* Problem statement: Output only the lines of the entries that follow, starting at the one with "1800 // 30 minutes" and running down to the one with "async fn partial_file_fills_defaults()", both included and unchanged.

* Records supplied:

//! Wire records for the stage executor contract and the progress channel
//!
//! Stage executors emit newline-delimited JSON on stdout:
//!
//! - progress: `{"type": "progress", "message": "...", "percent": 42}`
//! - terminal: `{"success": true, "message": "..."}` or
//!   `{"success": false, "error": "...", "debug_info": "..."}`
//!
//! The terminal record intentionally carries no `type` tag; any object with
//! a `success` field is terminal. Unparseable stdout lines and everything
//! on stderr become diagnostic events rather than being discarded.

use provd_types::StageKind;
use serde::{Deserialize, Serialize};
use serde_json::Value;

/// A progress report from a running stage
#[derive(Debug, Clone, PartialEq, Eq, Serialize, Deserialize)]
pub struct ProgressEvent {
    /// Stage identifier, attached by the supervisor (executors omit it)
    #[serde(skip_serializing_if = "Option::is_none")]
    pub stage: Option<StageKind>,
    pub message: String,
    /// 0–100, stage-local until the pipeline rescales it
    pub percent: u8,
}

/// Free-form diagnostic output captured from a stage's stderr
#[derive(Debug, Clone, PartialEq, Eq, Serialize, Deserialize)]
pub struct DiagnosticEvent {
    #[serde(skip_serializing_if = "Option::is_none")]
    pub stage: Option<StageKind>,
    pub line: String,
}

/// The single definitive outcome of a stage or a whole request
#[derive(Debug, Clone, PartialEq, Eq, Serialize, Deserialize)]
pub struct TerminalEvent {
    pub success: bool,
    #[serde(skip_serializing_if = "Option::is_none")]
    pub message: Option<String>,
    #[serde(skip_serializing_if = "Option::is_none")]
    pub error: Option<String>,
    #[serde(skip_serializing_if = "Option::is_none")]
    pub debug_info: Option<String>,
}

impl TerminalEvent {
    /// A successful outcome with a message
    #[must_use]
    pub fn success(message: impl Into<String>) -> Self {
        Self {
            success: true,
            message: Some(message.into()),
            error: None,
            debug_info: None,
        }
    }

    /// A failed outcome with an error description
    #[must_use]
    pub fn failure(error: impl Into<String>) -> Self {
        Self {
            success: false,
            message: None,
            error: Some(error.into()),
            debug_info: None,
        }
    }

    /// Attach a diagnostic payload (captured stderr tail, exit status, ...)
    #[must_use]
    pub fn with_debug_info(mut self, debug_info: impl Into<String>) -> Self {
        self.debug_info = Some(debug_info.into());
        self
    }

    /// Append a warning to an otherwise successful outcome
    #[must_use]
    pub fn with_warning(mut self, warning: impl Into<String>) -> Self {
        let warning = warning.into();
        self.message = Some(match self.message.take() {
            Some(msg) => format!("{msg} (warning: {warning})"),
            None => format!("warning: {warning}"),
        });
        self
    }
}

/// A discriminated stage event
#[derive(Debug, Clone, PartialEq, Eq)]
pub enum StageEvent {
    Progress(ProgressEvent),
    Diagnostic(DiagnosticEvent),
    Terminal(TerminalEvent),
}

impl StageEvent {
    /// Convenience constructor for a stage-local progress event
    #[must_use]
    pub fn progress(message: impl Into<String>, percent: u8) -> Self {
        Self::Progress(ProgressEvent {
            stage: None,
            message: message.into(),
            percent: percent.min(100),
        })
    }

    /// Convenience constructor for a diagnostic line
    #[must_use]
    pub fn diagnostic(line: impl Into<String>) -> Self {
        Self::Diagnostic(DiagnosticEvent {
            stage: None,
            line: line.into(),
        })
    }

    #[must_use]
    pub fn is_terminal(&self) -> bool {
        matches!(self, Self::Terminal(_))
    }

    /// Attach the stage identifier (supervisor-side)
    #[must_use]
    pub fn with_stage(mut self, kind: StageKind) -> Self {
        match &mut self {
            Self::Progress(p) => p.stage = Some(kind),
            Self::Diagnostic(d) => d.stage = Some(kind),
            Self::Terminal(_) => {}
        }
        self
    }

    /// Serialize to one NDJSON line (without the trailing newline)
    ///
    /// # Panics
    /// Never panics: all event variants serialize to plain JSON objects.
    #[must_use]
    pub fn to_line(&self) -> String {
        #[derive(Serialize)]
        #[serde(tag = "type", rename_all = "snake_case")]
        enum Tagged<'a> {
            Progress(&'a ProgressEvent),
            Diagnostic(&'a DiagnosticEvent),
        }

        let value = match self {
            Self::Progress(p) => serde_json::to_string(&Tagged::Progress(p)),
            Self::Diagnostic(d) => serde_json::to_string(&Tagged::Diagnostic(d)),
            Self::Terminal(t) => serde_json::to_string(t),
        };
        value.unwrap_or_else(|_| String::from("{}"))
    }

    /// Parse one stdout line from a stage executor
    ///
    /// Returns `None` for lines that are not structured records; callers
    /// wrap those into diagnostics.
    #[must_use]
    pub fn parse_line(line: &str) -> Option<Self> {
        let value: Value = serde_json::from_str(line.trim()).ok()?;
        let obj = value.as_object()?;

        if obj.contains_key("success") {
            let terminal: TerminalEvent = serde_json::from_value(value).ok()?;
            return Some(Self::Terminal(terminal));
        }

        match obj.get("type").and_then(Value::as_str) {
            Some("progress") => {
                let progress: ProgressEvent = serde_json::from_value(value).ok()?;
                Some(Self::Progress(progress))
            }
            Some("diagnostic") => {
                let diagnostic: DiagnosticEvent = serde_json::from_value(value).ok()?;
                Some(Self::Diagnostic(diagnostic))
            }
            _ => None,
        }
    }
}
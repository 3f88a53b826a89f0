//! Supervision integration tests using scripted stage executors

use provd_events::StageEvent;
use provd_supervisor::{
    CancelFlag, ProcessRegistry, StageCommand, Supervisor, SupervisorConfig, TerminationKind,
};
use provd_types::StageKind;
use std::path::PathBuf;
use std::sync::Arc;
use std::time::Duration;
use tempfile::TempDir;
use uuid::Uuid;

fn write_script(dir: &TempDir, name: &str, body: &str) -> PathBuf {
    let path = dir.path().join(name);
    std::fs::write(&path, body).unwrap();
    path
}

fn sh_command(kind: StageKind, script: &PathBuf) -> StageCommand {
    StageCommand::new(kind, "/bin/sh").arg(script.display().to_string())
}

fn quick_config() -> SupervisorConfig {
    SupervisorConfig {
        startup_grace: Duration::from_millis(0),
        silence_timeout: Duration::from_secs(10),
        overall_timeout: None,
        termination_grace: Duration::from_millis(500),
        poll_interval: Duration::from_millis(50),
        tail_lines: 20,
    }
}

fn supervisor() -> Supervisor {
    Supervisor::new(Arc::new(ProcessRegistry::new()))
}

#[tokio::test]
async fn well_behaved_executor_yields_its_terminal() {
    let temp = TempDir::new().unwrap();
    let script = write_script(
        &temp,
        "ok.sh",
        r#"
echo '{"type": "progress", "message": "halfway", "percent": 50}'
echo '{"success": true, "message": "done"}'
exit 0
"#,
    );

    let (tx, mut rx) = provd_events::channel();
    let outcome = supervisor()
        .run(
            Uuid::new_v4(),
            &sh_command(StageKind::Download, &script),
            &quick_config(),
            &tx,
            &CancelFlag::new(),
        )
        .await
        .unwrap();

    assert_eq!(outcome.termination, TerminationKind::Completed);
    assert_eq!(outcome.exit_status, Some(0));
    assert!(outcome.terminal.success);
    assert_eq!(outcome.terminal.message.as_deref(), Some("done"));

    drop(tx);
    let forwarded = rx.recv().await.unwrap();
    match forwarded {
        StageEvent::Progress(p) => {
            assert_eq!(p.message, "halfway");
            assert_eq!(p.percent, 50);
            assert_eq!(p.stage, Some(StageKind::Download));
        }
        other => panic!("expected progress, got {other:?}"),
    }
}

#[tokio::test]
async fn nonzero_exit_without_terminal_synthesizes_failure() {
    let temp = TempDir::new().unwrap();
    let script = write_script(
        &temp,
        "fail.sh",
        r#"
echo "Permission denied" >&2
exit 1
"#,
    );

    let (tx, _rx) = provd_events::channel();
    let outcome = supervisor()
        .run(
            Uuid::new_v4(),
            &sh_command(StageKind::DeviceFormat, &script),
            &quick_config(),
            &tx,
            &CancelFlag::new(),
        )
        .await
        .unwrap();

    assert_eq!(outcome.exit_status, Some(1));
    assert!(!outcome.terminal.success);
    let error = outcome.terminal.error.unwrap();
    assert!(error.contains("status 1"), "error was: {error}");
    let debug_info = outcome.terminal.debug_info.unwrap();
    assert!(debug_info.contains("Permission denied"));
}

#[tokio::test]
async fn zero_exit_without_terminal_is_still_a_failure() {
    let temp = TempDir::new().unwrap();
    let script = write_script(&temp, "silent-ok.sh", "exit 0\n");

    let (tx, _rx) = provd_events::channel();
    let outcome = supervisor()
        .run(
            Uuid::new_v4(),
            &sh_command(StageKind::ChecksumVerify, &script),
            &quick_config(),
            &tx,
            &CancelFlag::new(),
        )
        .await
        .unwrap();

    assert!(!outcome.terminal.success);
    assert!(outcome.terminal.error.unwrap().contains("status 0"));
}

#[tokio::test]
async fn silence_timeout_terminates_the_stage() {
    let temp = TempDir::new().unwrap();
    let script = write_script(&temp, "stall.sh", "sleep 30\n");

    let config = SupervisorConfig {
        silence_timeout: Duration::from_millis(200),
        ..quick_config()
    };

    let (tx, _rx) = provd_events::channel();
    let outcome = supervisor()
        .run(
            Uuid::new_v4(),
            &sh_command(StageKind::ImageWrite, &script),
            &config,
            &tx,
            &CancelFlag::new(),
        )
        .await
        .unwrap();

    assert_eq!(outcome.termination, TerminationKind::SilenceTimeout);
    assert!(!outcome.terminal.success);
    assert!(outcome.terminal.error.unwrap().contains("no output"));
}

#[tokio::test]
async fn startup_grace_suppresses_silence_timeout() {
    let temp = TempDir::new().unwrap();
    // Quiet for longer than the silence timeout, but within the grace
    let script = write_script(
        &temp,
        "slow-start.sh",
        r#"
sleep 1
echo '{"success": true, "message": "started late"}'
"#,
    );

    let config = SupervisorConfig {
        startup_grace: Duration::from_secs(5),
        silence_timeout: Duration::from_millis(200),
        ..quick_config()
    };

    let (tx, _rx) = provd_events::channel();
    let outcome = supervisor()
        .run(
            Uuid::new_v4(),
            &sh_command(StageKind::Download, &script),
            &config,
            &tx,
            &CancelFlag::new(),
        )
        .await
        .unwrap();

    assert_eq!(outcome.termination, TerminationKind::Completed);
    assert!(outcome.terminal.success);
}

#[tokio::test]
async fn overall_timeout_kills_an_executor_that_ignores_sigterm() {
    let temp = TempDir::new().unwrap();
    let script = write_script(
        &temp,
        "stubborn.sh",
        r#"
trap '' TERM
i=0
while [ $i -lt 100 ]; do
  echo '{"type": "progress", "message": "still going", "percent": 1}'
  sleep 0.2
  i=$((i + 1))
done
"#,
    );

    let config = SupervisorConfig {
        overall_timeout: Some(Duration::from_millis(400)),
        termination_grace: Duration::from_millis(300),
        ..quick_config()
    };

    let (tx, mut rx) = provd_events::channel();
    let consumer = tokio::spawn(async move { while rx.recv().await.is_some() {} });

    let started = std::time::Instant::now();
    let outcome = supervisor()
        .run(
            Uuid::new_v4(),
            &sh_command(StageKind::DeviceFormat, &script),
            &config,
            &tx,
            &CancelFlag::new(),
        )
        .await
        .unwrap();

    assert_eq!(outcome.termination, TerminationKind::OverallTimeout);
    assert!(!outcome.terminal.success);
    assert!(outcome.terminal.error.unwrap().contains("maximum duration"));
    // SIGTERM is ignored, so the kill path must have bounded the wait
    assert!(started.elapsed() < Duration::from_secs(5));

    drop(tx);
    consumer.await.unwrap();
}

#[tokio::test]
async fn cancellation_terminates_promptly() {
    let temp = TempDir::new().unwrap();
    let script = write_script(&temp, "long.sh", "sleep 30\n");

    let cancel = CancelFlag::new();
    let trigger = cancel.clone();
    tokio::spawn(async move {
        tokio::time::sleep(Duration::from_millis(150)).await;
        trigger.cancel();
    });

    let (tx, _rx) = provd_events::channel();
    let started = std::time::Instant::now();
    let outcome = supervisor()
        .run(
            Uuid::new_v4(),
            &sh_command(StageKind::ImageWrite, &script),
            &quick_config(),
            &tx,
            &cancel,
        )
        .await
        .unwrap();

    assert_eq!(outcome.termination, TerminationKind::Cancelled);
    assert!(outcome.is_cancelled());
    assert!(started.elapsed() < Duration::from_secs(5));
}

#[tokio::test]
async fn cancellation_interrupts_a_chatty_executor() {
    let temp = TempDir::new().unwrap();
    // Emits far more often than the poll interval, so cancellation must be
    // observed between events rather than on a quiet queue
    let script = write_script(
        &temp,
        "chatty.sh",
        r#"
i=0
while [ $i -lt 200 ]; do
  echo '{"type": "progress", "message": "copying", "percent": 1}'
  sleep 0.1
  i=$((i + 1))
done
echo '{"success": true, "message": "done"}'
"#,
    );

    let config = SupervisorConfig {
        poll_interval: Duration::from_millis(500),
        ..quick_config()
    };

    let cancel = CancelFlag::new();
    let trigger = cancel.clone();
    tokio::spawn(async move {
        tokio::time::sleep(Duration::from_millis(300)).await;
        trigger.cancel();
    });

    let (tx, mut rx) = provd_events::channel();
    let consumer = tokio::spawn(async move { while rx.recv().await.is_some() {} });

    let started = std::time::Instant::now();
    let outcome = supervisor()
        .run(
            Uuid::new_v4(),
            &sh_command(StageKind::ImageWrite, &script),
            &config,
            &tx,
            &cancel,
        )
        .await
        .unwrap();

    assert_eq!(outcome.termination, TerminationKind::Cancelled);
    assert!(
        started.elapsed() < Duration::from_secs(5),
        "ran {:?} before stopping",
        started.elapsed()
    );

    drop(tx);
    consumer.await.unwrap();
}

#[tokio::test]
async fn registry_is_empty_after_each_run() {
    let temp = TempDir::new().unwrap();
    let script = write_script(
        &temp,
        "ok.sh",
        "echo '{\"success\": true, \"message\": \"fine\"}'\n",
    );

    let registry = Arc::new(ProcessRegistry::new());
    let supervisor = Supervisor::new(Arc::clone(&registry));

    let (tx, _rx) = provd_events::channel();
    supervisor
        .run(
            Uuid::new_v4(),
            &sh_command(StageKind::Download, &script),
            &quick_config(),
            &tx,
            &CancelFlag::new(),
        )
        .await
        .unwrap();

    assert!(registry.is_empty());
}

#[tokio::test]
async fn spawn_failure_is_an_error() {
    let (tx, _rx) = provd_events::channel();
    let command = StageCommand::new(StageKind::Download, "/nonexistent/executor");
    let result = supervisor()
        .run(
            Uuid::new_v4(),
            &command,
            &quick_config(),
            &tx,
            &CancelFlag::new(),
        )
        .await;
    assert!(result.is_err());
}
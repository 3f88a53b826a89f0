#![deny(clippy::pedantic, unsafe_code)]
#![allow(clippy::module_name_repetitions)]

//! Configuration management for provd
//!
//! This crate handles loading and merging configuration from:
//! - Default values (hard-coded)
//! - Configuration file (/etc/provd/config.toml)
//! - Environment variables
//! - CLI flags

use provd_errors::{ConfigError, Error};
use serde::{Deserialize, Serialize};
use std::collections::HashMap;
use std::path::{Path, PathBuf};
use std::time::Duration;
use tokio::fs;

/// Default configuration file location
pub const DEFAULT_CONFIG_PATH: &str = "/etc/provd/config.toml";

/// Main configuration structure
#[derive(Debug, Clone, Serialize, Deserialize, Default)]
pub struct Config {
    #[serde(default)]
    pub server: ServerConfig,

    #[serde(default)]
    pub cache: CacheConfig,

    #[serde(default)]
    pub limits: LimitsConfig,

    #[serde(default)]
    pub timeouts: TimeoutsConfig,

    #[serde(default)]
    pub stages: StagesConfig,
}

/// Server configuration
#[derive(Debug, Clone, Serialize, Deserialize)]
pub struct ServerConfig {
    #[serde(default = "default_listen")]
    pub listen: String,
    #[serde(default = "default_max_body_bytes")]
    pub max_body_bytes: usize,
    /// Bound on the graceful-shutdown wait for in-flight requests
    #[serde(default = "default_shutdown_grace")]
    pub shutdown_grace_seconds: u64,
}

impl Default for ServerConfig {
    fn default() -> Self {
        Self {
            listen: default_listen(),
            max_body_bytes: default_max_body_bytes(),
            shutdown_grace_seconds: default_shutdown_grace(),
        }
    }
}

/// Image cache configuration
#[derive(Debug, Clone, Serialize, Deserialize)]
pub struct CacheConfig {
    #[serde(default = "default_cache_dir")]
    pub directory: PathBuf,
    #[serde(default = "default_max_total_bytes")]
    pub max_total_bytes: u64,
    #[serde(default = "default_max_age_days")]
    pub max_age_days: u32,
    /// Re-hash cached content on every lookup; a mismatch is a miss
    #[serde(default = "default_verify_on_lookup")]
    pub verify_on_lookup: bool,
}

impl Default for CacheConfig {
    fn default() -> Self {
        Self {
            directory: default_cache_dir(),
            max_total_bytes: default_max_total_bytes(),
            max_age_days: default_max_age_days(),
            verify_on_lookup: default_verify_on_lookup(),
        }
    }
}

/// Rate limiting configuration
#[derive(Debug, Clone, Serialize, Deserialize)]
pub struct LimitsConfig {
    #[serde(default = "default_window_seconds")]
    pub window_seconds: u64,
    #[serde(default = "default_max_requests")]
    pub max_requests_per_window: usize,
}

impl Default for LimitsConfig {
    fn default() -> Self {
        Self {
            window_seconds: default_window_seconds(),
            max_requests_per_window: default_max_requests(),
        }
    }
}

/// Supervision timeout configuration (all in seconds unless noted)
#[derive(Debug, Clone, Serialize, Deserialize)]
pub struct TimeoutsConfig {
    /// Silence timeout is suppressed while an executor initializes
    #[serde(default = "default_startup_grace")]
    pub startup_grace_seconds: u64,
    /// No-output timeout for installation-class stages (download, write)
    #[serde(default = "default_silence_timeout")]
    pub silence_timeout_seconds: u64,
    /// Overall bound for quick stages (format, verify, configure)
    #[serde(default = "default_quick_stage_timeout")]
    pub quick_stage_timeout_seconds: u64,
    /// Grace between SIGTERM and SIGKILL
    #[serde(default = "default_termination_grace")]
    pub termination_grace_seconds: u64,
    /// How often blocked waits re-check shutdown and stall conditions
    #[serde(default = "default_poll_interval_ms")]
    pub poll_interval_ms: u64,
}

impl Default for TimeoutsConfig {
    fn default() -> Self {
        Self {
            startup_grace_seconds: default_startup_grace(),
            silence_timeout_seconds: default_silence_timeout(),
            quick_stage_timeout_seconds: default_quick_stage_timeout(),
            termination_grace_seconds: default_termination_grace(),
            poll_interval_ms: default_poll_interval_ms(),
        }
    }
}

impl TimeoutsConfig {
    #[must_use]
    pub fn startup_grace(&self) -> Duration {
        Duration::from_secs(self.startup_grace_seconds)
    }

    #[must_use]
    pub fn silence_timeout(&self) -> Duration {
        Duration::from_secs(self.silence_timeout_seconds)
    }

    #[must_use]
    pub fn quick_stage_timeout(&self) -> Duration {
        Duration::from_secs(self.quick_stage_timeout_seconds)
    }

    #[must_use]
    pub fn termination_grace(&self) -> Duration {
        Duration::from_secs(self.termination_grace_seconds)
    }

    #[must_use]
    pub fn poll_interval(&self) -> Duration {
        Duration::from_millis(self.poll_interval_ms)
    }
}

/// Per-stage executor override
#[derive(Debug, Clone, Serialize, Deserialize)]
pub struct StageOverride {
    pub program: PathBuf,
    #[serde(default)]
    pub args: Vec<String>,
}

/// Stage executor configuration
///
/// By default every stage re-invokes the provd binary (`provd stage <kind>`);
/// an override replaces the program for that stage, which is also how tests
/// substitute scripted executors.
#[derive(Debug, Clone, Serialize, Deserialize, Default)]
pub struct StagesConfig {
    /// Keyed by stage identifier (`download`, `device-format`, ...)
    #[serde(default)]
    pub overrides: HashMap<String, StageOverride>,
}

impl Config {
    /// Load configuration from a file, or defaults if the file is absent
    ///
    /// # Errors
    /// Returns an error if the file exists but cannot be read or parsed.
    pub async fn load_or_default(path: Option<&Path>) -> Result<Self, Error> {
        let path = path.unwrap_or_else(|| Path::new(DEFAULT_CONFIG_PATH));

        if !path.exists() {
            return Ok(Self::default());
        }

        let content = fs::read_to_string(path)
            .await
            .map_err(|e| ConfigError::ReadFailed {
                path: path.display().to_string(),
                message: e.to_string(),
            })?;

        let config: Self = toml::from_str(&content).map_err(|e| ConfigError::ParseFailed {
            message: e.to_string(),
        })?;

        Ok(config)
    }

    /// Merge environment variables (highest precedence below CLI flags)
    ///
    /// # Errors
    /// Returns an error if a numeric variable fails to parse.
    pub fn merge_env(&mut self) -> Result<(), Error> {
        if let Ok(listen) = std::env::var("PROVD_LISTEN") {
            self.server.listen = listen;
        }
        if let Ok(dir) = std::env::var("PROVD_CACHE_DIR") {
            self.cache.directory = PathBuf::from(dir);
        }
        if let Ok(bytes) = std::env::var("PROVD_CACHE_MAX_BYTES") {
            self.cache.max_total_bytes =
                bytes.parse().map_err(|_| ConfigError::InvalidValue {
                    field: "PROVD_CACHE_MAX_BYTES".to_string(),
                    message: format!("not a number: {bytes}"),
                })?;
        }
        if let Ok(secs) = std::env::var("PROVD_SILENCE_TIMEOUT") {
            self.timeouts.silence_timeout_seconds =
                secs.parse().map_err(|_| ConfigError::InvalidValue {
                    field: "PROVD_SILENCE_TIMEOUT".to_string(),
                    message: format!("not a number: {secs}"),
                })?;
        }
        Ok(())
    }
}

// Default value functions for serde

fn default_listen() -> String {
    "127.0.0.1:8700".to_string()
}

fn default_max_body_bytes() -> usize {
    1024 * 1024 // 1 MiB
}

fn default_shutdown_grace() -> u64 {
    30
}

fn default_cache_dir() -> PathBuf {
    PathBuf::from("/var/cache/provd")
}

fn default_max_total_bytes() -> u64 {
    20 * 1024 * 1024 * 1024 // 20 GiB
}

fn default_max_age_days() -> u32 {
    30
}

fn default_verify_on_lookup() -> bool {
    true
}

fn default_window_seconds() -> u64 {
    60
}

fn default_max_requests() -> usize {
    100
}

fn default_startup_grace() -> u64 {
    120
}

fn default_silence_timeout() -> u64 {
    1800 // 30 minutes
}

fn default_quick_stage_timeout() -> u64 {
    300 // 5 minutes
}

fn default_termination_grace() -> u64 {
    5
}

fn default_poll_interval_ms() -> u64 {
    1000
}

#[cfg(test)]
mod tests {
    use super::*;
    use std::io::Write;

    #[tokio::test]
    async fn missing_file_yields_defaults() {
        let config = Config::load_or_default(Some(Path::new("/nonexistent/provd.toml")))
            .await
            .unwrap();
        assert_eq!(config.server.listen, "127.0.0.1:8700");
        assert_eq!(config.limits.max_requests_per_window, 100);
        assert_eq!(config.timeouts.startup_grace_seconds, 120);
    }

    #[tokio::test]
    async fn partial_file_fills_defaults() {
        let mut file = tempfile::NamedTempFile::new().unwrap();
        writeln!(
            file,
            "[server]\nlisten = \"0.0.0.0:9000\"\n\n[cache]\nmax_age_days = 7"
        )
        .unwrap();

        let config = Config::load_or_default(Some(file.path())).await.unwrap();
        assert_eq!(config.server.listen, "0.0.0.0:9000");
        assert_eq!(config.cache.max_age_days, 7);
        // Untouched sections keep defaults
        assert_eq!(config.timeouts.silence_timeout_seconds, 1800);
    }

    #[tokio::test]
    async fn invalid_file_is_an_error() {
        let mut file = tempfile::NamedTempFile::new().unwrap();
        writeln!(file, "not valid toml [[").unwrap();
        assert!(Config::load_or_default(Some(file.path())).await.is_err());
    }

    #[tokio::test]
    async fn stage_overrides_parse() {
        let mut file = tempfile::NamedTempFile::new().unwrap();
        writeln!(
            file,
            "[stages.overrides.download]\nprogram = \"/usr/local/bin/fetch\"\nargs = [\"--quiet\"]"
        )
        .unwrap();

        let config = Config::load_or_default(Some(file.path())).await.unwrap();
        let over = config.stages.overrides.get("download").unwrap();
        assert_eq!(over.program, PathBuf::from("/usr/local/bin/fetch"));
        assert_eq!(over.args, vec!["--quiet".to_string()]);
    }
}
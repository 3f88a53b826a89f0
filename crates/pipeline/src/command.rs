//! Stage executor command construction
//!
//! Stage executors are external programs. By default the daemon re-invokes
//! its own binary (`provd stage <kind> ...`); a config override swaps in a
//! different program for a stage, which is also how tests substitute
//! scripted executors.

use provd_config::StagesConfig;
use provd_errors::Error;
use provd_supervisor::StageCommand;
use provd_types::StageKind;

/// Build the command for one stage, honoring config overrides
///
/// # Errors
/// Fails only if the current executable path cannot be resolved.
pub fn executor_command(
    config: &StagesConfig,
    kind: StageKind,
    stage_args: Vec<String>,
) -> Result<StageCommand, Error> {
    if let Some(over) = config.overrides.get(kind.as_str()) {
        return Ok(StageCommand::new(kind, over.program.clone())
            .args(over.args.clone())
            .args(stage_args));
    }

    let current = std::env::current_exe()
        .map_err(|e| Error::internal(format!("cannot resolve own executable: {e}")))?;
    Ok(StageCommand::new(kind, current)
        .arg("stage")
        .arg(kind.as_str())
        .args(stage_args))
}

* Completed exercise:
    1800 // 30 minutes
}

fn default_quick_stage_timeout() -> u64 {
    300 // 5 minutes
}

fn default_termination_grace() -> u64 {
    5
}

fn default_poll_interval_ms() -> u64 {
    1000
}

#[cfg(test)]
mod tests {
    use super::*;
    use std::io::Write;

    #[tokio::test]
    async fn missing_file_yields_defaults() {
        let config = Config::load_or_default(Some(Path::new("/nonexistent/provd.toml")))
            .await
            .unwrap();
        assert_eq!(config.server.listen, "127.0.0.1:8700");
        assert_eq!(config.limits.max_requests_per_window, 100);
        assert_eq!(config.timeouts.startup_grace_seconds, 120);
    }

    #[tokio::test]
    async fn partial_file_fills_defaults() {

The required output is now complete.